Ghostbuster is a detector designed to identify AI-generated text, regardless of the model used. It employs a multi-step process where documents are analyzed by passing them through various language models. By conducting a structured search over potential combinations of these models’ features, Ghostbuster selects relevant characteristics and trains a classifier to recognize AI-generated content.

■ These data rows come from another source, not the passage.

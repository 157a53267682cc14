use super::common::*;

use crate::receipts::scoring::{score, RuleKind, ScoringEngine};

#[test]
fn target_receipt_scores_twenty_eight() {
    let card = ScoringEngine::new().evaluate(&target_receipt());

    assert_eq!(card.total, 28);
    let points = |rule| card.component(rule).expect("component present").points;
    assert_eq!(points(RuleKind::RetailerName), 6);
    assert_eq!(points(RuleKind::RoundDollarTotal), 0);
    assert_eq!(points(RuleKind::QuarterMultipleTotal), 0);
    assert_eq!(points(RuleKind::ItemPairs), 10);
    assert_eq!(points(RuleKind::ItemDescriptions), 6);
    assert_eq!(points(RuleKind::OddPurchaseDay), 6);
    assert_eq!(points(RuleKind::AfternoonPurchaseTime), 0);
}

#[test]
fn corner_market_receipt_scores_one_hundred_nine() {
    let card = ScoringEngine::new().evaluate(&corner_market_receipt());

    assert_eq!(card.total, 109);
    let points = |rule| card.component(rule).expect("component present").points;
    assert_eq!(points(RuleKind::RetailerName), 14);
    assert_eq!(points(RuleKind::RoundDollarTotal), 50);
    assert_eq!(points(RuleKind::QuarterMultipleTotal), 25);
    assert_eq!(points(RuleKind::ItemPairs), 10);
    assert_eq!(points(RuleKind::ItemDescriptions), 0);
    assert_eq!(points(RuleKind::AfternoonPurchaseTime), 10);
}

#[test]
fn card_lists_every_rule_once_and_sums_to_total() {
    let card = ScoringEngine::new().evaluate(&target_receipt());

    let rules: Vec<RuleKind> = card.components.iter().map(|c| c.rule).collect();
    assert_eq!(rules, RuleKind::ALL.to_vec());
    let sum: u64 = card.components.iter().map(|c| c.points).sum();
    assert_eq!(sum, card.total);
}

#[test]
fn scoring_is_idempotent_and_leaves_receipt_untouched() {
    let receipt = target_receipt();
    let snapshot = receipt.clone();

    let first = score(&receipt);
    let second = score(&receipt);

    assert_eq!(first, second);
    assert_eq!(receipt, snapshot);
}

#[test]
fn malformed_fields_zero_only_their_own_rules() {
    let mut receipt = corner_market_receipt();
    receipt.purchase_date = "20/03/2022".to_string();
    receipt.purchase_time = "half past two".to_string();
    receipt.total = "nine.00".to_string();

    let card = ScoringEngine::new().evaluate(&receipt);

    // Round-dollar is textual, so it still applies to "nine.00".
    assert_eq!(card.total, 14 + 50 + 10);
    let quarter = card
        .component(RuleKind::QuarterMultipleTotal)
        .expect("quarter component");
    assert_eq!(quarter.points, 0);
    assert!(quarter.notes.contains("nine.00"));
    let day = card.component(RuleKind::OddPurchaseDay).expect("day component");
    assert!(day.notes.contains("20/03/2022"));
}

#[test]
fn whitespace_only_description_still_earns_price_bonus() {
    let mut receipt = plain_receipt("A");
    receipt.items = vec![item("      ", "4.00")];

    assert_eq!(score(&receipt), 1 + 1);
}

#[test]
fn unparseable_price_skips_that_item_only() {
    let mut receipt = plain_receipt("A");
    receipt.items = vec![item("abc", "free"), item("xyz", "10.00")];

    // One pair (+5), one qualifying item (+2), retailer (+1).
    assert_eq!(score(&receipt), 5 + 2 + 1);
}

#[test]
fn afternoon_window_includes_two_pm_and_excludes_four_pm() {
    let mut receipt = plain_receipt("A");

    receipt.purchase_time = "14:00".to_string();
    assert_eq!(score(&receipt), 11);

    receipt.purchase_time = "16:00".to_string();
    assert_eq!(score(&receipt), 1);
}

#[test]
fn whole_dollar_total_earns_round_and_quarter_bonuses() {
    let mut receipt = plain_receipt("A");
    receipt.total = "10.00".to_string();

    let card = ScoringEngine::new().evaluate(&receipt);
    assert_eq!(card.total, 1 + 50 + 25);
}

#[test]
fn empty_receipt_scores_zero() {
    let receipt = crate::receipts::Receipt {
        retailer: String::new(),
        purchase_date: String::new(),
        purchase_time: String::new(),
        items: Vec::new(),
        total: String::new(),
    };

    assert_eq!(score(&receipt), 0);
}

It’s important to understand that Ghostbuster’s training data primarily consists of news articles, student essays, and creative writing in American and British English. Consequently, its effectiveness may vary when applied to texts in different styles, languages, or authored by non-native English speakers. Additionally, Ghostbuster may struggle with shorter texts or domains significantly different from its training data.
It’s crucial to note that Ghostbuster isn’t meant for systems that automatically penalize students or writers without human verification. While it’s not infallible and may produce incorrect predictions, particularly if text is edited or paraphrased by humans, its purpose is to assist rather than replace human oversight.
In terms of privacy, Ghostbuster relies on the OpenAI API for its operations. While its developers pledge not to publicly distribute the data, they can’t guarantee the privacy of the inputs provided to the tool.
Lastly, Ghostbuster isn’t recommended for texts shorter than 100 words or within the range of 100-250 words, as its reliability diminishes in these cases.